Segment Start: The data

//! Provider adapters: wire formats for the supported language-model APIs.
//!
//! An adapter only builds and interprets messages; sending them is the job of
//! a [`Transport`](crate::transport::Transport). Each provider differs in
//! endpoint, auth scheme, and JSON shape:
//!
//! | Provider | Endpoint | Auth | Answer path |
//! |----------|----------|------|-------------|
//! | `gemini` | `/v1beta/models/{model}:generateContent` | `?key=` query | `candidates[0].content.parts[0].text` |
//! | `openai` | `/v1/chat/completions` | `Authorization: Bearer` | `choices[0].message.content` |
//! | `anthropic` | `/v1/messages` | `x-api-key` + `anthropic-version` | `content[0].text` |
//!
//! Adding a provider means one new [`ProviderAdapter`] and one arm in
//! [`adapter_for`].

use serde_json::{json, Value};

use crate::config::ProvidersConfig;
use crate::error::{Error, Result};
use crate::models::{Provider, ProviderConfig};

pub const DEFAULT_GEMINI_BASE_URL: &str = "https://generativelanguage.googleapis.com";
pub const DEFAULT_OPENAI_BASE_URL: &str = "https://api.openai.com";
pub const DEFAULT_ANTHROPIC_BASE_URL: &str = "https://api.anthropic.com";

const ANTHROPIC_VERSION: &str = "2023-06-01";
const OPENAI_SYSTEM_PROMPT: &str =
    "You are an AI assistant specialized in document analysis and Q&A.";
const MAX_TOKENS: u32 = 500;
const TEMPERATURE: f64 = 0.7;

/// A fully-formed provider call, ready for a transport.
///
/// `Debug` is intentionally not derived: the URL or headers carry the API key.
#[derive(Clone)]
pub struct ProviderRequest {
    pub url: String,
    pub headers: Vec<(String, String)>,
    pub body: Value,
}

impl ProviderRequest {
    pub fn header(&self, name: &str) -> Option<&str> {
        self.headers
            .iter()
            .find(|(k, _)| k.eq_ignore_ascii_case(name))
            .map(|(_, v)| v.as_str())
    }
}

pub trait ProviderAdapter: Send + Sync {
    fn provider(&self) -> Provider;

    fn build_request(&self, config: &ProviderConfig, prompt: &str) -> ProviderRequest;

    /// JSON pointer to the answer text inside a successful response.
    fn answer_pointer(&self) -> &'static str;

    /// Pull the answer text out of a decoded response body.
    fn parse_response(&self, json: &Value) -> Result<String> {
        let pointer = self.answer_pointer();
        match json.pointer(pointer) {
            Some(Value::String(text)) => Ok(text.clone()),
            Some(_) => Err(Error::response_format(
                self.provider().as_str(),
                format!("{} is not a string", pointer),
            )),
            None => Err(Error::response_format(
                self.provider().as_str(),
                format!("missing {}", pointer),
            )),
        }
    }
}

fn json_headers() -> Vec<(String, String)> {
    vec![("Content-Type".to_string(), "application/json".to_string())]
}

fn trim_base(base_url: &str) -> String {
    base_url.trim_end_matches('/').to_string()
}

// ============ Gemini ============

pub struct GeminiAdapter {
    base_url: String,
}

impl GeminiAdapter {
    pub fn new(base_url: &str) -> Self {
        Self {
            base_url: trim_base(base_url),
        }
    }
}

impl ProviderAdapter for GeminiAdapter {
    fn provider(&self) -> Provider {
        Provider::Gemini
    }

    fn build_request(&self, config: &ProviderConfig, prompt: &str) -> ProviderRequest {
        ProviderRequest {
            url: format!(
                "{}/v1beta/models/{}:generateContent?key={}",
                self.base_url, config.model, config.api_key
            ),
            headers: json_headers(),
            body: json!({
                "contents": [
                    { "parts": [ { "text": prompt } ] }
                ]
            }),
        }
    }

    fn answer_pointer(&self) -> &'static str {
        "/candidates/0/content/parts/0/text"
    }
}

// ============ OpenAI ============

pub struct OpenAIAdapter {
    base_url: String,
}

impl OpenAIAdapter {
    pub fn new(base_url: &str) -> Self {
        Self {
            base_url: trim_base(base_url),
        }
    }
}

impl ProviderAdapter for OpenAIAdapter {
    fn provider(&self) -> Provider {
        Provider::OpenAI
    }

    fn build_request(&self, config: &ProviderConfig, prompt: &str) -> ProviderRequest {
        let mut headers = json_headers();
        headers.push((
            "Authorization".to_string(),
            format!("Bearer {}", config.api_key),
        ));
        ProviderRequest {
            url: format!("{}/v1/chat/completions", self.base_url),
            headers,
            body: json!({
                "model": config.model,
                "messages": [
                    { "role": "system", "content": OPENAI_SYSTEM_PROMPT },
                    { "role": "user", "content": prompt }
                ],
                "max_tokens": MAX_TOKENS,
                "temperature": TEMPERATURE,
            }),
        }
    }

    fn answer_pointer(&self) -> &'static str {
        "/choices/0/message/content"
    }
}

// ============ Anthropic ============

pub struct AnthropicAdapter {
    base_url: String,
}

impl AnthropicAdapter {
    pub fn new(base_url: &str) -> Self {
        Self {
            base_url: trim_base(base_url),
        }
    }
}

impl ProviderAdapter for AnthropicAdapter {
    fn provider(&self) -> Provider {
        Provider::Anthropic
    }

    fn build_request(&self, config: &ProviderConfig, prompt: &str) -> ProviderRequest {
        let mut headers = json_headers();
        headers.push(("x-api-key".to_string(), config.api_key.clone()));
        headers.push((
            "anthropic-version".to_string(),
            ANTHROPIC_VERSION.to_string(),
        ));
        ProviderRequest {
            url: format!("{}/v1/messages", self.base_url),
            headers,
            body: json!({
                "model": config.model,
                "max_tokens": MAX_TOKENS,
                "messages": [
                    { "role": "user", "content": prompt }
                ],
            }),
        }
    }

    fn answer_pointer(&self) -> &'static str {
        "/content/0/text"
    }
}

/// Look up the adapter for a provider, using the configured base URLs.
pub fn adapter_for(provider: Provider, endpoints: &ProvidersConfig) -> Box<dyn ProviderAdapter> {
    match provider {
        Provider::Gemini => Box::new(GeminiAdapter::new(&endpoints.gemini_base_url)),
        Provider::OpenAI => Box::new(OpenAIAdapter::new(&endpoints.openai_base_url)),
        Provider::Anthropic => Box::new(AnthropicAdapter::new(&endpoints.anthropic_base_url)),
    }
}

/// Build the request for `config.provider` against the default endpoints.
pub fn build_request(config: &ProviderConfig, prompt: &str) -> ProviderRequest {
    adapter_for(config.provider, &ProvidersConfig::default()).build_request(config, prompt)
}

/// Parse a raw response body from `provider` into answer text.
///
/// Fails with [`Error::ResponseFormat`] if the body is not JSON or the
/// answer path is absent.
pub fn parse_response(provider: Provider, raw_body: &str) -> Result<String> {
    let json: Value = serde_json::from_str(raw_body)
        .map_err(|e| Error::response_format(provider.as_str(), format!("invalid JSON: {}", e)))?;
    adapter_for(provider, &ProvidersConfig::default()).parse_response(&json)
}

Segment End: The data

## Exercise
The records above need to be retyped in full, exactly as they stand.

## Answer box
//! Provider adapters: wire formats for the supported language-model APIs.
//!
//! An adapter only builds and interprets messages; sending them is the job of
//! a [`Transport`](crate::transport::Transport). Each provider differs in
//! endpoint, auth scheme, and JSON shape:
//!
//! | Provider | Endpoint | Auth | Answer path |
//! |----------|----------|------|-------------|
//! | `gemini` | `/v1beta/models/{model}:generateContent` | `?key=` query | `candidates[0].content.parts[0].text` |
//! | `openai` | `/v1/chat/completions` | `Authorization: Bearer` | `choices[0].message.content` |
//! | `anthropic` | `/v1/messages` | `x-api-key` + `anthropic-version` | `content[0].text` |
//!
//! Adding a provider means one new [`ProviderAdapter`] and one arm in
//! [`adapter_for`].

use serde_json::{json, Value};

use crate::config::ProvidersConfig;
use crate::error::{Error, Result};
use crate::models::{Provider, ProviderConfig};

pub const DEFAULT_GEMINI_BASE_URL: &str = "https://generativelanguage.googleapis.com";
pub const DEFAULT_OPENAI_BASE_URL: &str = "https://api.openai.com";
pub const DEFAULT_ANTHROPIC_BASE_URL: &str = "https://api.anthropic.com";

const ANTHROPIC_VERSION: &str = "2023-06-01";
const OPENAI_SYSTEM_PROMPT: &str =
    "You are an AI assistant specialized in document analysis and Q&A.";
const MAX_TOKENS: u32 = 500;
const TEMPERATURE: f64 = 0.7;

/// A fully-formed provider call, ready for a transport.
///
/// `Debug` is intentionally not derived: the URL or headers carry the API key.
#[derive(Clone)]
pub struct ProviderRequest {
    pub url: String,
    pub headers: Vec<(String, String)>,
    pub body: Value,
}

impl ProviderRequest {
    pub fn header(&self, name: &str) -> Option<&str> {
        self.headers
            .iter()
            .find(|(k, _)| k.eq_ignore_ascii_case(name))
            .map(|(_, v)| v.as_str())
    }
}

pub trait ProviderAdapter: Send + Sync {
    fn provider(&self) -> Provider;

    fn build_request(&self, config: &ProviderConfig, prompt: &str) -> ProviderRequest;

    /// JSON pointer to the answer text inside a successful response.
    fn answer_pointer(&self) -> &'static str;

    /// Pull the answer text out of a decoded response body.
    fn parse_response(&self, json: &Value) -> Result<String> {
        let pointer = self.answer_pointer();
        match json.pointer(pointer) {
            Some(Value::String(text)) => Ok(text.clone()),
            Some(_) => Err(Error::response_format(
                self.provider().as_str(),
                format!("{} is not a string", pointer),
            )),
            None => Err(Error::response_format(
                self.provider().as_str(),
                format!("missing {}", pointer),
            )),
        }
    }
}

fn json_headers() -> Vec<(String, String)> {
    vec![("Content-Type".to_string(), "application/json".to_string())]
}

fn trim_base(base_url: &str) -> String {
    base_url.trim_end_matches('/').to_string()
}

// ============ Gemini ============

pub struct GeminiAdapter {
    base_url: String,
}

impl GeminiAdapter {
    pub fn new(base_url: &str) -> Self {
        Self {
            base_url: trim_base(base_url),
        }
    }
}

impl ProviderAdapter for GeminiAdapter {
    fn provider(&self) -> Provider {
        Provider::Gemini
    }

    fn build_request(&self, config: &ProviderConfig, prompt: &str) -> ProviderRequest {
        ProviderRequest {
            url: format!(
                "{}/v1beta/models/{}:generateContent?key={}",
                self.base_url, config.model, config.api_key
            ),
            headers: json_headers(),
            body: json!({
                "contents": [
                    { "parts": [ { "text": prompt } ] }
                ]
            }),
        }
    }

    fn answer_pointer(&self) -> &'static str {
        "/candidates/0/content/parts/0/text"
    }
}

// ============ OpenAI ============

pub struct OpenAIAdapter {
    base_url: String,
}

impl OpenAIAdapter {
    pub fn new(base_url: &str) -> Self {
        Self {
            base_url: trim_base(base_url),
        }
    }
}

impl ProviderAdapter for OpenAIAdapter {
    fn provider(&self) -> Provider {
        Provider::OpenAI
    }

    fn build_request(&self, config: &ProviderConfig, prompt: &str) -> ProviderRequest {
        let mut headers = json_headers();
        headers.push((
            "Authorization".to_string(),
            format!("Bearer {}", config.api_key),
        ));
        ProviderRequest {
            url: format!("{}/v1/chat/completions", self.base_url),
            headers,
            body: json!({
                "model": config.model,
                "messages": [
                    { "role": "system", "content": OPENAI_SYSTEM_PROMPT },
                    { "role": "user", "content": prompt }
                ],
                "max_tokens": MAX_TOKENS,
                "temperature": TEMPERATURE,
            }),
        }
    }

    fn answer_pointer(&self) -> &'static str {
        "/choices/0/message/content"
    }
}

// ============ Anthropic ============

pub struct AnthropicAdapter {
    base_url: String,
}

impl AnthropicAdapter {
    pub fn new(base_url: &str) -> Self {
        Self {
            base_url: trim_base(base_url),
        }
    }
}

impl ProviderAdapter for AnthropicAdapter {
    fn provider(&self) -> Provider {
        Provider::Anthropic
    }

    fn build_request(&self, config: &ProviderConfig, prompt: &str) -> ProviderRequest {
        let mut headers = json_headers();
        headers.push(("x-api-key".to_string(), config.api_key.clone()));
        headers.push((
            "anthropic-version".to_string(),
            ANTHROPIC_VERSION.to_string(),
        ));
        ProviderRequest {
            url: format!("{}/v1/messages", self.base_url),
            headers,
            body: json!({
                "model": config.model,
                "max_tokens": MAX_TOKENS,
                "messages": [
                    { "role": "user", "content": prompt }
                ],
            }),
        }
    }

    fn answer_pointer(&self) -> &'static str {
        "/content/0/text"
    }
}

/// Look up the adapter for a provider, using the configured base URLs.
pub fn adapter_for(provider: Provider, endpoints: &ProvidersConfig) -> Box<dyn ProviderAdapter> {
    match provider {
        Provider::Gemini => Box::new(GeminiAdapter::new(&endpoints.gemini_base_url)),
        Provider::OpenAI => Box::new(OpenAIAdapter::new(&endpoints.openai_base_url)),
        Provider::Anthropic => Box::new(AnthropicAdapter::new(&endpoints.anthropic_base_url)),
    }
}

/// Build the request for `config.provider` against the default endpoints.
pub fn build_request(config: &ProviderConfig, prompt: &str) -> ProviderRequest {
    adapter_for(config.provider, &ProvidersConfig::default()).build_request(config, prompt)
}

/// Parse a raw response body from `provider` into answer text.
///
/// Fails with [`Error::ResponseFormat`] if the body is not JSON or the
/// answer path is absent.
pub fn parse_response(provider: Provider, raw_body: &str) -> Result<String> {
    let json: Value = serde_json::from_str(raw_body)
        .map_err(|e| Error::response_format(provider.as_str(), format!("invalid JSON: {}", e)))?;
    adapter_for(provider, &ProvidersConfig::default()).parse_response(&json)
}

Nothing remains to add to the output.